Неврев Н. В. Захарий Ляпунов и Василий Шуйский

Неврев Н. В. Захарий Ляпунов и Василий Шуйский

Крайне негативные оценки "седьмочисленных бояр" звучали из уст многих отечественных историков, например К. Н. Бестужева-Рюмина, одного из столпов дореволюционной исторической науки: "Деятельность Семибоярщины не симпатична мне в том отношении, что они не церемонясь выпрашивают подачки у Сигизмунда, который не был русским царем". Ему вторил Н. И. Николаев: бояре эти "очень мало заботились о земле и очень много хлопотали о своих собственных выгодах". В 1939 году А. И. Козаченко прямо назвал всех московских бояр "изменниками". Далее точка зрения эта практически не подвергалась пересмотру.

При этом специальных исследований, посвященных Семибоярщине, до сих пор нет.
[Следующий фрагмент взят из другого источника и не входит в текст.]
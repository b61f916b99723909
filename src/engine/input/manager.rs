// Input manager - owns action sets, bindings and the per-frame dispatch
//
// Raw events go to every binding subscribed to their channel. Bindings that
// fire write into their action and mark it active. `tick()` runs once per
// frame: it polls time-driven behaviors and gamepads, then invokes the
// listeners of every active action exactly once.

use super::action::{ActionId, ActionSlot, SlotAccess, SubscriberId};
use super::action_set::ActionSet;
use super::binding::{BindingContext, BindingId, BindingSlot};
use super::clock::{Clock, SystemClock};
use super::config::{parse_sections, ConfigVisitor, CursorMode, InputSettings};
use super::gamepad::GamepadSource;
use super::grammar::parse_action_line;
use super::raw::{
    CursorInput, GamepadConnection, GamepadId, KeyInput, MouseButtonInput, RawAction,
    RawChannel, RawEvent, ScrollInput,
};
use super::value::{ActionValue, Axis2, Button, HardwareOrigin, Trigger};
use super::InputError;
use std::cell::Cell;
use std::collections::{BTreeSet, HashMap, HashSet};
use std::path::Path;
use std::rc::Rc;
use winit::event::WindowEvent;
use winit::keyboard::KeyCode;

/// What the host loop should do after a tick
#[derive(Debug, Clone, Copy, PartialEq, Eq)]
pub enum TickFlow {
    Continue,
    Stop,
}

/// Lets listeners ask the host loop to stop after the current tick
#[derive(Debug, Clone, Default)]
pub struct StopHandle(Rc<Cell<bool>>);

impl StopHandle {
    pub fn request(&self) {
        self.0.set(true);
    }
}

/// Outcome of loading an action configuration
#[derive(Debug, Default)]
pub struct LoadReport {
    pub action_sets: usize,
    pub actions: usize,
    pub bindings: usize,
    /// Problems that were skipped or defaulted
    pub warnings: Vec<InputError>,
}

impl LoadReport {
    pub fn is_clean(&self) -> bool {
        self.warnings.is_empty()
    }
}

/// Log a rejected call and hand the error back
fn reject<T>(err: InputError) -> Result<T, InputError> {
    log::warn!("{}", err);
    Err(err)
}
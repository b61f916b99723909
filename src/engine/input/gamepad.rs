// Gamepad sources: polled hardware state for the gamepad channels

use super::raw::{GamepadConnection, GamepadId, GamepadState};
use std::cell::RefCell;
use std::collections::{HashMap, VecDeque};
use std::rc::Rc;

/// A provider of gamepad connections and state snapshots.
///
/// The input manager calls `pump` once per tick to learn about plugged and
/// unplugged pads, then `snapshot` for each connected one.
pub trait GamepadSource {
    /// Process pending driver events and return connection changes
    fn pump(&mut self) -> Vec<GamepadConnection>;

    /// Current state of a connected gamepad
    fn snapshot(&self, id: GamepadId) -> Option<GamepadState>;
}

/// A gamepad source driven by hand, for tests and input replays
#[derive(Debug, Default)]
pub struct ScriptedGamepads {
    pending: VecDeque<GamepadConnection>,
    states: HashMap<GamepadId, GamepadState>,
}

impl ScriptedGamepads {
    pub fn new() -> Self {
        Self::default()
    }

    /// Plug in a pad with a neutral state
    pub fn connect(&mut self, id: GamepadId) {
        self.states.entry(id).or_default();
        self.pending.push_back(GamepadConnection { id, connected: true });
    }

    pub fn disconnect(&mut self, id: GamepadId) {
        self.states.remove(&id);
        self.pending.push_back(GamepadConnection {
            id,
            connected: false,
        });
    }

    /// Replace a connected pad's state. Unknown ids are ignored.
    pub fn set_state(&mut self, id: GamepadId, state: GamepadState) {
        if let Some(current) = self.states.get_mut(&id) {
            *current = state;
        }
    }

    /// Mutable state of a connected pad
    pub fn state_mut(&mut self, id: GamepadId) -> Option<&mut GamepadState> {
        self.states.get_mut(&id)
    }
}

impl GamepadSource for ScriptedGamepads {
    fn pump(&mut self) -> Vec<GamepadConnection> {
        self.pending.drain(..).collect()
    }

    fn snapshot(&self, id: GamepadId) -> Option<GamepadState> {
        self.states.get(&id).copied()
    }
}

/// A shared source, so a host can keep driving it after handing it over
impl<S: GamepadSource> GamepadSource for Rc<RefCell<S>> {
    fn pump(&mut self) -> Vec<GamepadConnection> {
        self.borrow_mut().pump()
    }

    fn snapshot(&self, id: GamepadId) -> Option<GamepadState> {
        self.borrow().snapshot(id)
    }
}

#[cfg(feature = "gamepad")]
pub use self::gilrs_source::GilrsGamepads;

#[cfg(feature = "gamepad")]
mod gilrs_source {
    use super::GamepadSource;
    use crate::engine::input::raw::{
        GamepadAxis, GamepadButton, GamepadConnection, GamepadId, GamepadState,
    };
    use crate::engine::input::InputError;
    use gilrs::{Axis, Button, Gilrs};
    use std::collections::HashMap;

    const BUTTONS: [(GamepadButton, Button); GamepadButton::COUNT] = [
        (GamepadButton::South, Button::South),
        (GamepadButton::East, Button::East),
        (GamepadButton::West, Button::West),
        (GamepadButton::North, Button::North),
        (GamepadButton::LeftBumper, Button::LeftTrigger),
        (GamepadButton::RightBumper, Button::RightTrigger),
        (GamepadButton::Back, Button::Select),
        (GamepadButton::Start, Button::Start),
        (GamepadButton::Guide, Button::Mode),
        (GamepadButton::LeftThumb, Button::LeftThumb),
        (GamepadButton::RightThumb, Button::RightThumb),
        (GamepadButton::DpadUp, Button::DPadUp),
        (GamepadButton::DpadRight, Button::DPadRight),
        (GamepadButton::DpadDown, Button::DPadDown),
        (GamepadButton::DpadLeft, Button::DPadLeft),
    ];

    /// Gamepads read through gilrs
    pub struct GilrsGamepads {
        gilrs: Gilrs,
        ids: HashMap<GamepadId, gilrs::GamepadId>,
        /// Pads already connected at startup, reported on the first pump
        initial: Vec<GamepadConnection>,
    }

    impl GilrsGamepads {
        pub fn new() -> Result<Self, InputError> {
            let gilrs = Gilrs::new().map_err(|e| InputError::Gamepad(e.to_string()))?;

            let mut ids = HashMap::new();
            let mut initial = Vec::new();
            for (id, gamepad) in gilrs.gamepads() {
                log::info!("Gamepad {} found: {}", id, gamepad.name());
                let index = usize::from(id);
                ids.insert(index, id);
                initial.push(GamepadConnection {
                    id: index,
                    connected: true,
                });
            }

            Ok(Self {
                gilrs,
                ids,
                initial,
            })
        }
    }

    impl GamepadSource for GilrsGamepads {
        fn pump(&mut self) -> Vec<GamepadConnection> {
            let mut changes = std::mem::take(&mut self.initial);

            while let Some(event) = self.gilrs.next_event() {
                let index = usize::from(event.id);
                match event.event {
                    gilrs::EventType::Connected => {
                        log::info!("Gamepad {} connected", event.id);
                        self.ids.insert(index, event.id);
                        changes.push(GamepadConnection {
                            id: index,
                            connected: true,
                        });
                    }
                    gilrs::EventType::Disconnected => {
                        log::info!("Gamepad {} disconnected", event.id);
                        self.ids.remove(&index);
                        changes.push(GamepadConnection {
                            id: index,
                            connected: false,
                        });
                    }
                    _ => {}
                }
            }

            changes
        }

        fn snapshot(&self, id: GamepadId) -> Option<GamepadState> {
            let gamepad = self.gilrs.connected_gamepad(*self.ids.get(&id)?)?;
            let mut state = GamepadState::default();

            for (ours, theirs) in BUTTONS {
                state.set_button(ours, gamepad.is_pressed(theirs));
            }

            // Up is positive on our sticks
            state.set_axis(GamepadAxis::LeftX, gamepad.value(Axis::LeftStickX));
            state.set_axis(GamepadAxis::LeftY, -gamepad.value(Axis::LeftStickY));
            state.set_axis(GamepadAxis::RightX, gamepad.value(Axis::RightStickX));
            state.set_axis(GamepadAxis::RightY, -gamepad.value(Axis::RightStickY));

            // Triggers report -1..1 on most drivers
            let trigger = |axis: Axis| ((gamepad.value(axis) + 1.0) / 2.0).clamp(0.0, 1.0);
            state.set_axis(GamepadAxis::LeftTrigger, trigger(Axis::LeftZ));
            state.set_axis(GamepadAxis::RightTrigger, trigger(Axis::RightZ));

            Some(state)
        }
    }
}

#[cfg(test)]
mod tests {
    use super::*;
    use crate::engine::input::raw::GamepadButton;

    #[test]
    fn test_scripted_connections_drain_once() {
        let mut pads = ScriptedGamepads::new();
        pads.connect(0);
        pads.connect(3);

        let changes = pads.pump();
        assert_eq!(changes.len(), 2);
        assert!(changes.iter().all(|c| c.connected));
        assert!(pads.pump().is_empty());
    }

    #[test]
    fn test_scripted_state_follows_connection() {
        let mut pads = ScriptedGamepads::new();
        assert_eq!(pads.snapshot(1), None);

        pads.connect(1);
        let mut state = GamepadState::default();
        state.set_button(GamepadButton::South, true);
        pads.set_state(1, state);
        assert_eq!(pads.snapshot(1), Some(state));

        pads.disconnect(1);
        assert_eq!(pads.snapshot(1), None);
        // Setting state on an unplugged pad does nothing
        pads.set_state(1, state);
        assert_eq!(pads.snapshot(1), None);
        assert_eq!(pads.pump().last().map(|c| c.connected), Some(false));
    }
}
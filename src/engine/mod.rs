// Engine subsystems

pub mod input;
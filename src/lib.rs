// Rusted Input - configuration-driven input action mapping

pub mod core;
pub mod engine;
// Active input scheme: keyboard and mouse versus gamepad
//
// The input manager does not enforce a scheme. Listeners that care use a
// `SchemeTracker` to switch when a value arrives from the other device
// family.

use super::value::HardwareOrigin;
use std::fmt;

#[derive(Debug, Clone, Copy, PartialEq, Eq, Default)]
pub enum InputScheme {
    #[default]
    KeyboardMouse,
    Gamepad,
}

impl InputScheme {
    /// Keyboard and mouse share a scheme
    pub fn of(origin: HardwareOrigin) -> Self {
        match origin {
            HardwareOrigin::Gamepad => InputScheme::Gamepad,
            HardwareOrigin::Keyboard | HardwareOrigin::Mouse => InputScheme::KeyboardMouse,
        }
    }
}

impl fmt::Display for InputScheme {
    fn fmt(&self, f: &mut fmt::Formatter<'_>) -> fmt::Result {
        match self {
            InputScheme::KeyboardMouse => f.write_str("KEYBOARD_MOUSE"),
            InputScheme::Gamepad => f.write_str("GAMEPAD"),
        }
    }
}

/// Tracks which scheme a listener currently assumes
#[derive(Debug, Clone, Copy, Default)]
pub struct SchemeTracker {
    current: InputScheme,
    locked: bool,
}

impl SchemeTracker {
    pub fn new(initial: InputScheme) -> Self {
        Self {
            current: initial,
            locked: false,
        }
    }

    pub fn current(&self) -> InputScheme {
        self.current
    }

    /// While locked, values from the other scheme are ignored instead of
    /// switching to it
    pub fn set_locked(&mut self, locked: bool) {
        self.locked = locked;
    }

    pub fn is_locked(&self) -> bool {
        self.locked
    }

    /// Decide whether to accept a value from `origin`, switching scheme if
    /// it comes from the other device family
    pub fn accept(&mut self, origin: HardwareOrigin) -> bool {
        let scheme = InputScheme::of(origin);
        if scheme == self.current {
            return true;
        }
        if self.locked {
            return false;
        }
        log::debug!("Input scheme switched {} -> {}", self.current, scheme);
        self.current = scheme;
        true
    }
}
// Actions: named, typed endpoints that gameplay code listens to

use super::value::{ActionValue, Axis2, Button, HardwareOrigin, InputValue, Trigger, ValueKind};
use std::collections::HashMap;
use std::fmt;
use std::sync::atomic::{AtomicU64, Ordering};

/// Index of an action in the input manager's action table
#[derive(Debug, Clone, Copy, PartialEq, Eq, Hash, PartialOrd, Ord)]
pub struct ActionId(pub usize);

/// Opaque, stable identity of a listener's owner
#[derive(Debug, Clone, Copy, PartialEq, Eq, Hash, PartialOrd, Ord)]
pub struct SubscriberId(pub u64);

static NEXT_SUBSCRIBER: AtomicU64 = AtomicU64::new(1);

impl SubscriberId {
    /// Hand out a process-unique id
    pub fn next() -> Self {
        Self(NEXT_SUBSCRIBER.fetch_add(1, Ordering::Relaxed))
    }
}

impl fmt::Display for SubscriberId {
    fn fmt(&self, f: &mut fmt::Formatter<'_>) -> fmt::Result {
        write!(f, "subscriber#{}", self.0)
    }
}

/// Callback invoked with an action's latest value and where it came from
pub type Listener<T> = Box<dyn FnMut(T, HardwareOrigin)>;

/// A named action carrying values of kind `T`
pub struct Action<T: InputValue> {
    name: String,
    action_set: String,
    last_value: T,
    last_hardware: HardwareOrigin,
    listeners: HashMap<SubscriberId, Listener<T>>,
}

impl<T: InputValue> Action<T> {
    pub fn new(name: impl Into<String>, action_set: impl Into<String>) -> Self {
        Self {
            name: name.into(),
            action_set: action_set.into(),
            last_value: T::default(),
            last_hardware: HardwareOrigin::default(),
            listeners: HashMap::new(),
        }
    }

    pub fn name(&self) -> &str {
        &self.name
    }

    /// Name of the action set this action was declared in
    pub fn action_set(&self) -> &str {
        &self.action_set
    }

    pub fn last_value(&self) -> T {
        self.last_value
    }

    pub fn last_hardware(&self) -> HardwareOrigin {
        self.last_hardware
    }

    /// Store a new value. Dispatch is scheduled by the input manager.
    pub(crate) fn set_value(&mut self, value: T, hardware: HardwareOrigin) {
        self.last_value = value;
        self.last_hardware = hardware;
    }

    /// Invoke every listener with the stored value. Order is unspecified.
    pub(crate) fn execute(&mut self) {
        let value = self.last_value;
        let hardware = self.last_hardware;
        for listener in self.listeners.values_mut() {
            listener(value, hardware);
        }
    }

    /// Register a listener; an existing one for `subscriber` is replaced
    pub fn add_listener(&mut self, subscriber: SubscriberId, listener: Listener<T>) {
        if self.listeners.insert(subscriber, listener).is_some() {
            log::debug!(
                "Replaced listener for {} on action '{}'",
                subscriber,
                self.name
            );
        }
    }

    /// Remove a listener. Unknown subscribers are a no-op.
    /// Returns true if one was removed.
    pub fn remove_listener(&mut self, subscriber: SubscriberId) -> bool {
        self.listeners.remove(&subscriber).is_some()
    }

    pub fn listener_count(&self) -> usize {
        self.listeners.len()
    }
}

impl<T: InputValue> fmt::Debug for Action<T> {
    fn fmt(&self, f: &mut fmt::Formatter<'_>) -> fmt::Result {
        f.debug_struct("Action")
            .field("name", &self.name)
            .field("action_set", &self.action_set)
            .field("last_value", &self.last_value)
            .field("last_hardware", &self.last_hardware)
            .field("listeners", &self.listeners.len())
            .finish()
    }
}

/// An action of any kind, tagged with its declared kind
#[derive(Debug)]
pub enum ActionSlot {
    Axes(Action<Axis2>),
    Button(Action<Button>),
    Trigger(Action<Trigger>),
}

impl ActionSlot {
    pub fn new(kind: ValueKind, name: &str, action_set: &str) -> Self {
        match kind {
            ValueKind::Axes => ActionSlot::Axes(Action::new(name, action_set)),
            ValueKind::Button => ActionSlot::Button(Action::new(name, action_set)),
            ValueKind::Trigger => ActionSlot::Trigger(Action::new(name, action_set)),
        }
    }

    pub fn kind(&self) -> ValueKind {
        match self {
            ActionSlot::Axes(_) => ValueKind::Axes,
            ActionSlot::Button(_) => ValueKind::Button,
            ActionSlot::Trigger(_) => ValueKind::Trigger,
        }
    }

    pub fn name(&self) -> &str {
        match self {
            ActionSlot::Axes(action) => action.name(),
            ActionSlot::Button(action) => action.name(),
            ActionSlot::Trigger(action) => action.name(),
        }
    }

    pub fn action_set(&self) -> &str {
        match self {
            ActionSlot::Axes(action) => action.action_set(),
            ActionSlot::Button(action) => action.action_set(),
            ActionSlot::Trigger(action) => action.action_set(),
        }
    }

    /// Last value in tagged form
    pub fn last_value(&self) -> ActionValue {
        match self {
            ActionSlot::Axes(action) => ActionValue::Axes(action.last_value()),
            ActionSlot::Button(action) => ActionValue::Button(action.last_value()),
            ActionSlot::Trigger(action) => ActionValue::Trigger(action.last_value()),
        }
    }

    pub fn last_hardware(&self) -> HardwareOrigin {
        match self {
            ActionSlot::Axes(action) => action.last_hardware(),
            ActionSlot::Button(action) => action.last_hardware(),
            ActionSlot::Trigger(action) => action.last_hardware(),
        }
    }

    /// Store a tagged value; returns false if its kind does not match
    pub(crate) fn set_value(&mut self, value: ActionValue, hardware: HardwareOrigin) -> bool {
        match (self, value) {
            (ActionSlot::Axes(action), ActionValue::Axes(v)) => action.set_value(v, hardware),
            (ActionSlot::Button(action), ActionValue::Button(v)) => action.set_value(v, hardware),
            (ActionSlot::Trigger(action), ActionValue::Trigger(v)) => {
                action.set_value(v, hardware)
            }
            _ => return false,
        }
        true
    }

    pub(crate) fn execute(&mut self) {
        match self {
            ActionSlot::Axes(action) => action.execute(),
            ActionSlot::Button(action) => action.execute(),
            ActionSlot::Trigger(action) => action.execute(),
        }
    }

    /// Remove a listener whatever the action's kind
    pub fn remove_listener(&mut self, subscriber: SubscriberId) -> bool {
        match self {
            ActionSlot::Axes(action) => action.remove_listener(subscriber),
            ActionSlot::Button(action) => action.remove_listener(subscriber),
            ActionSlot::Trigger(action) => action.remove_listener(subscriber),
        }
    }

    pub fn listener_count(&self) -> usize {
        match self {
            ActionSlot::Axes(action) => action.listener_count(),
            ActionSlot::Button(action) => action.listener_count(),
            ActionSlot::Trigger(action) => action.listener_count(),
        }
    }
}

/// Typed access into an `ActionSlot`, checked against the slot's tag
pub trait SlotAccess: InputValue {
    fn action_mut(slot: &mut ActionSlot) -> Option<&mut Action<Self>>;
}

impl SlotAccess for Axis2 {
    fn action_mut(slot: &mut ActionSlot) -> Option<&mut Action<Self>> {
        match slot {
            ActionSlot::Axes(action) => Some(action),
            _ => None,
        }
    }
}

impl SlotAccess for Button {
    fn action_mut(slot: &mut ActionSlot) -> Option<&mut Action<Self>> {
        match slot {
            ActionSlot::Button(action) => Some(action),
            _ => None,
        }
    }
}

impl SlotAccess for Trigger {
    fn action_mut(slot: &mut ActionSlot) -> Option<&mut Action<Self>> {
        match slot {
            ActionSlot::Trigger(action) => Some(action),
            _ => None,
        }
    }
}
Единственная статья о ней была написана в 1910 году потомком одного из участников боярской комиссии, графом С. Д. Шереметевым и представляет ныне разве что историографический интерес1.

Итак, бояр обвиняют в близости к польскому королю и предательстве интересов страны. Логично посмотреть, что по этому поводу говорят источники и как самих бывших "земледержцев" воспринимали современники.

Б. Чориков. Царь Василий Иоаннович Шуйский вступает в монашество. Из альбома "Живописный Карамзин, или Русская история в картинах". 1836 г. Фото: НЭБ

Кто входил в совет?

Сперва уточнение: кто входил в Семибоярщину? Как ни парадоксально, но историки так и не выяснили достоверный состав этого правительства. В Московском государстве начала ХVII века при назначении на высшие государственные посты огромную роль играла система местничества, при которой все знатные фамилии были четко ранжированы, и назначения, нарушавшие "старшинство" того или иного представителя рода, воспринимались как оскорбление всей фамилии. Естественно, что в состав Семибоярщины могли войти только представители наиболее родовитых боярских фамилий. Перечень их мы можем найти в так называемых Боярских списках - особых документах, фиксировавших состав Боярской думы.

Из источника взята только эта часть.